Hive and Delta Lake access control with Apache Ranger#

You can use the Apache Ranger integration with SEP to control access to Hive and Delta Lake data sources configured in any catalog using the SEP Hive or Delta Lake connectors.

This is specifically useful in the following scenarios:

  • You already use Apache Ranger to control access for these data sources

  • You use SQL standard-based authorization

If you want to want to control access for other catalogs and connectors with Ranger, you need to adopt global access control.

Note

Hive and Delta Lake access control with Apache Ranger requires a valid Starburst Enterprise license.

Installation#

Before you begin, verify you fulfill the Ranger requirements.

If you do not yet have a configured and running Apache Ranger, you can take advantage of the supported installation methods for global access control with Apache Ranger.

Configuration#

Each Hive and Delta Lake catalog that needs to be controlled with Ranger must have the catalog properties file configured to use ranger Hive security.

For Hive catalogs:

hive.security=ranger

For Delta Lake catalogs:

delta.security=ranger

The following is a more complete example of a Hive catalog properties file that is configured to use Apache Ranger for authorization. It utilizes Kerberos for authentication.

connector.name=hive
hive.metastore.uri=thrift://hive-metastore-node:9083

hive.metastore.authentication.type=KERBEROS
hive.metastore.service.principal=hive/hive-metastore-node@EXAMPLE.COM
hive.metastore.client.principal=hive/sep-server-node@EXAMPLE.COM
hive.metastore.client.keytab=/etc/hive/conf/hive.keytab

hive.hdfs.authentication.type=KERBEROS
hive.hdfs.impersonation.enabled=false
hive.hdfs.trino.principal=hdfs/sep-server-node@EXAMPLE.COM
hive.hdfs.trino.keytab=/etc/hadoop/conf/hdfs.keytab

hive.security=ranger

ranger.policy-rest-url=https://ranger-host:6182
ranger.service-name=hive

ranger.authentication-type=KERBEROS
ranger.kerberos-principal=sep-server/sep-server-node@EXAMPLE.COM
ranger.kerberos-keytab=/etc/sep/conf/sep-server.keytab
ranger.plugin-policy-ssl-config-file=/etc/hive/conf/ranger-policymgr-ssl.xml

More details about the supported configuration properties is available in the Ranger overview.

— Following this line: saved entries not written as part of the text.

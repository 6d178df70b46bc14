pub mod paths;
pub mod pidfile;

pub use paths::{ChildDirAllocator, ChildPaths, CHILD_DIR_PREFIX};
pub use pidfile::PidFile;
use anyhow::{Context, Result};
use clap::Parser;
use forking_core::fs::PidFile;
use forking_core::logging;
use forking_daemon::cli::Cli;
use forking_daemon::signals::register_termination_signals;
use forking_daemon::{worker_from_settings, Supervisor};
use log::{info, warn};
use std::io::Write;

fn main() -> Result<()> {
    let cli = Cli::parse();
    logging::init("info")?;
    info!("=== Forking Service Starting ===");

    let settings = cli
        .resolve_settings()
        .context("Failed to resolve settings")?;
    let worker = worker_from_settings(&settings.worker);

    let supervisor = Supervisor::bind(&settings, worker)
        .with_context(|| format!("Failed to start on {}", settings.service.address()))?;

    // Scripts wait for this exact line to learn an ephemeral port.
    let mut stderr = std::io::stderr();
    writeln!(stderr, "Listening on port: {}", supervisor.sockname().port())?;
    stderr.flush()?;

    let _pid_file = match &settings.pid_file {
        Some(path) => Some(
            PidFile::create(path)
                .with_context(|| format!("Failed to write pid file {}", path.display()))?,
        ),
        None => None,
    };

    register_termination_signals(&supervisor.termination())
        .context("Failed to install signal handlers")?;

    let report = supervisor.run();
    if report.is_clean() {
        info!("All children reaped ({}). Bye.", report.reaped);
    } else {
        let pids: Vec<String> = report
            .remaining
            .iter()
            .map(|child| child.pid().to_string())
            .collect();
        warn!(
            "Gave up waiting for {} children: {}",
            pids.len(),
            pids.join(", ")
        );
    }
    Ok(())
}
use forking_core::{Result, ServiceConfig, ServiceError};
use log::info;
use nix::errno::Errno;
use nix::poll::{poll, PollFd, PollFlags, PollTimeout};
use std::io::{self, ErrorKind};
use std::net::{SocketAddr, TcpListener, TcpStream};
use std::os::fd::AsFd;
use std::time::Duration;

/// The master control socket.
///
/// Accepts are bounded in time so a single-threaded loop can keep checking
/// its termination flag between connections.
#[derive(Debug)]
pub struct ControlListener {
    listener: TcpListener,
    sockname: SocketAddr,
}

impl ControlListener {
    /// Binds and listens on `config`. Port 0 resolves to an ephemeral port.
    ///
    /// # Returns
    ///
    /// * `Ok(ControlListener)` listening on [`sockname`](Self::sockname).
    /// * `Err(ServiceError::Bind)` if the address is taken or not permitted.
    pub fn bind(config: &ServiceConfig) -> Result<Self> {
        let address = config.address();
        let listener = TcpListener::bind(&address).map_err(|source| ServiceError::Bind {
            address: address.clone(),
            source,
        })?;
        // Readiness from poll can go stale (peer reset before accept); never block in accept.
        listener.set_nonblocking(true)?;
        let sockname = listener.local_addr()?;

        info!("Listener: control socket bound on {}", sockname);
        Ok(Self { listener, sockname })
    }

    /// The address actually bound.
    pub fn sockname(&self) -> SocketAddr {
        self.sockname
    }

    /// Waits at most `timeout` for a connection.
    ///
    /// # Returns
    ///
    /// * `Ok(Some((stream, peer)))` for an accepted connection.
    /// * `Ok(None)` on timeout, on a signal interrupting the wait, or when the
    ///   pending connection vanished before it could be accepted.
    /// * `Err` on any other socket failure.
    pub fn accept_with_timeout(&self, timeout: Duration) -> io::Result<Option<(TcpStream, SocketAddr)>> {
        let millis = u16::try_from(timeout.as_millis()).unwrap_or(u16::MAX);
        let mut fds = [PollFd::new(self.listener.as_fd(), PollFlags::POLLIN)];

        match poll(&mut fds, PollTimeout::from(millis)) {
            Ok(0) | Err(Errno::EINTR) => return Ok(None),
            Ok(_) => {}
            Err(e) => return Err(e.into()),
        }

        match self.listener.accept() {
            Ok(accepted) => Ok(Some(accepted)),
            Err(e)
                if matches!(
                    e.kind(),
                    ErrorKind::WouldBlock | ErrorKind::Interrupted | ErrorKind::ConnectionAborted
                ) =>
            {
                Ok(None)
            }
            Err(e) => Err(e),
        }
    }
}
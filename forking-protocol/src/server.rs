use crate::messages::{ControlResponse, ProtocolError};
use std::io::{self, BufRead, BufReader, ErrorKind, Read, Write};
use std::net::{Shutdown, SocketAddr, TcpStream};
use std::time::Duration;

/// Longest request line the server is willing to buffer, newline included.
pub const MAX_REQUEST_LEN: u64 = 4096;

/// Upper bound on input thrown away after an oversized request.
const MAX_DISCARD_LEN: u64 = 64 * 1024;

/// Server side of one accepted control connection.
///
/// Lives for exactly one request: read a line, write a line, close.
pub struct ControlConnection {
    reader: BufReader<TcpStream>,
    peer: Option<SocketAddr>,
    unread_input: bool,
}

impl ControlConnection {
    /// Wraps an accepted stream.
    ///
    /// # Arguments
    ///
    /// * `stream` - The accepted connection. It is switched back to blocking mode.
    /// * `request_timeout` - Upper bound on waiting for the request line.
    pub fn new(stream: TcpStream, request_timeout: Duration) -> io::Result<Self> {
        stream.set_nonblocking(false)?;
        // A zero read timeout is rejected by the OS; treat it as "as short as possible".
        stream.set_read_timeout(Some(request_timeout.max(Duration::from_millis(1))))?;
        let peer = stream.peer_addr().ok();
        Ok(Self {
            reader: BufReader::new(stream),
            peer,
            unread_input: false,
        })
    }

    pub fn peer(&self) -> Option<SocketAddr> {
        self.peer
    }

    /// Reads the request line, including its newline if one was sent.
    ///
    /// # Returns
    ///
    /// * `Ok(Some(Ok(line)))` when a line arrived.
    /// * `Ok(Some(Err(_)))` when bytes arrived that can never be a command:
    ///   more than [`MAX_REQUEST_LEN`] of them, or not UTF-8.
    /// * `Ok(None)` when the peer closed without sending anything.
    /// * `Err` on IO failure; see [`is_timeout`] for the timeout case.
    pub fn read_request(&mut self) -> io::Result<Option<Result<String, ProtocolError>>> {
        let mut line = Vec::new();
        let read = (&mut self.reader)
            .take(MAX_REQUEST_LEN + 1)
            .read_until(b'\n', &mut line)?;
        if read == 0 {
            return Ok(None);
        }
        if line.len() as u64 > MAX_REQUEST_LEN {
            self.unread_input = true;
            return Ok(Some(Err(ProtocolError::TooLong)));
        }
        Ok(Some(String::from_utf8(line).map_err(|_| ProtocolError::NotUtf8)))
    }

    /// Writes the response line and flushes it to the peer.
    pub fn send_response(&mut self, response: &ControlResponse) -> io::Result<()> {
        let stream = self.reader.get_mut();
        stream.write_all(response.to_line().as_bytes())?;
        stream.flush()
    }

    /// Closes both directions. Errors are ignored: the peer may already be gone.
    ///
    /// After an oversized request the rest of the peer's input is discarded
    /// first, bounded by the read timeout. Closing over unread data sends a
    /// reset, which may destroy the response before the peer reads it.
    pub fn close(mut self) {
        if self.unread_input {
            let _ = self.reader.get_ref().shutdown(Shutdown::Write);
            let mut rest = (&mut self.reader).take(MAX_DISCARD_LEN);
            let _ = io::copy(&mut rest, &mut io::sink());
        }
        let _ = self.reader.get_ref().shutdown(Shutdown::Both);
    }
}

/// Whether `err` is the read timeout firing rather than a real failure.
pub fn is_timeout(err: &io::Error) -> bool {
    matches!(err.kind(), ErrorKind::WouldBlock | ErrorKind::TimedOut)
}

#[cfg(test)]
mod tests {
    use super::*;
    use std::net::TcpListener;

    fn pair() -> (TcpStream, TcpStream) {
        let listener = TcpListener::bind("127.0.0.1:0").unwrap();
        let client = TcpStream::connect(listener.local_addr().unwrap()).unwrap();
        let (server, _) = listener.accept().unwrap();
        (server, client)
    }

    #[test]
    fn test_one_request_one_response() {
        let (server, mut client) = pair();
        let mut conn = ControlConnection::new(server, Duration::from_secs(1)).unwrap();

        client.write_all(b"hello\n").unwrap();
        assert_eq!(conn.read_request().unwrap(), Some(Ok("hello\n".to_string())));

        conn.send_response(&ControlResponse::Alive).unwrap();
        conn.close();

        let mut answer = String::new();
        client.read_to_string(&mut answer).unwrap();
        assert_eq!(answer, "yep, still alive\n");
    }

    #[test]
    fn test_silent_peer_times_out() {
        let (server, _client) = pair();
        let mut conn = ControlConnection::new(server, Duration::from_millis(50)).unwrap();

        let err = conn.read_request().unwrap_err();
        assert!(is_timeout(&err), "unexpected error kind {:?}", err.kind());
    }

    #[test]
    fn test_closed_peer_reads_none() {
        let (server, client) = pair();
        drop(client);

        let mut conn = ControlConnection::new(server, Duration::from_secs(1)).unwrap();
        assert_eq!(conn.read_request().unwrap(), None);
    }

    #[test]
    fn test_oversized_request_is_rejected_whole() {
        let (server, mut client) = pair();
        let mut conn = ControlConnection::new(server, Duration::from_secs(1)).unwrap();

        let mut request = b"fork 2".to_vec();
        request.extend(std::iter::repeat(b' ').take(5000));
        request.extend(b"x\n");
        client.write_all(&request).unwrap();
        client.shutdown(Shutdown::Write).unwrap();

        assert_eq!(conn.read_request().unwrap(), Some(Err(ProtocolError::TooLong)));
        conn.send_response(&ControlResponse::failure(ProtocolError::TooLong))
            .unwrap();
        conn.close();

        let mut answer = String::new();
        client.read_to_string(&mut answer).unwrap();
        assert_eq!(answer, "FAILURE: request too long\n");
    }

    #[test]
    fn test_request_at_the_limit_is_accepted() {
        let (server, mut client) = pair();
        let mut conn = ControlConnection::new(server, Duration::from_secs(1)).unwrap();

        let mut request = vec![b'a'; MAX_REQUEST_LEN as usize - 1];
        request.push(b'\n');
        client.write_all(&request).unwrap();

        let line = conn.read_request().unwrap().unwrap().unwrap();
        assert_eq!(line.len() as u64, MAX_REQUEST_LEN);
    }

    #[test]
    fn test_binary_request_is_not_utf8() {
        let (server, mut client) = pair();
        let mut conn = ControlConnection::new(server, Duration::from_secs(1)).unwrap();

        client.write_all(b"\xff\xfe\n").unwrap();
        assert_eq!(conn.read_request().unwrap(), Some(Err(ProtocolError::NotUtf8)));
    }
}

Access views created in SEP#

To access views created in SEP, you must assign hive.* catalog access to the Public role. If there is a connector-level access control system enabled, such as Ranger, SEP cannot determine that a user with a given username from another access control system is the same as the user in SEP. Granting catalog access to a Public role is synonymous with excluding the catalog from access control checks in SEP’s built-in access control system.

Policy management with SQL#

You can manage your Hive And Delta Lake access control with Ranger using the SQL GRANT privilege and REVOKE privilege statements. Policies managed this way must have the Delegate Admin option selected in the policy.

Warning

If you do not select the Delegate Admin option, you receive access denied errors.

Ranger Hive and Delta Lake service definitions use a limited access-type model compared to SEP. This limits the granularity of grant and revoke operations.

You can manage privileges on schema and table access with GRANT and REVOKE.

SEP defines the following mapping from the Hive and Delta Lake access type model to the SEP privileges model:

Hive access type

SEP privilege

SELECT

SELECT

UPDATE

INSERT and UPDATE and DELETE

and the other way around:

SEP privilege

Hive access type

SELECT

SELECT

INSERT

Unsupported, use ALL PRIVILEGES instead

UPDATE

Unsupported, use ALL PRIVILEGES instead

DELETE

Unsupported, use ALL PRIVILEGES instead

ALL PRIVILEGES

SELECT and UPDATE

Resource and privilege relationship limitations#

The integration of Ranger with the Hive and Delta Lake connectors does not support any kind of relation between a resource, such as a table, and the granted access. This is particularly evident when newly created resources are treated with the access rights of the existing policies.

For example, as user without full administrative access (ALL PRIVILEGES) you can end up in a situation where you create a new table, but can not grant access to that table to other users. As a workaround you can create global policies that use matching patterns and define the desired default access.

If you want all tables ending with -reporting to be accessible by everyone, you can create a policy that uses a value for *-reporting for the table. If you use * for database and * for column, you can grant a specific access to such a reporting table and all its columns in any database.

Alternatively you can grant all privileges to anyone creating new objects and requiring privileges to grant access to others. This policy might be too open for your use case, depending on your security policies, the data, the number of users and other aspects.

Role management limitations#

SQL supports the SET ROLE [role] statement to enable or disable a role. This feature is not supported in Ranger. All user roles are always enabled. Querying information_schema.applicable_roles and information_schema.enabled_roles yields the same results.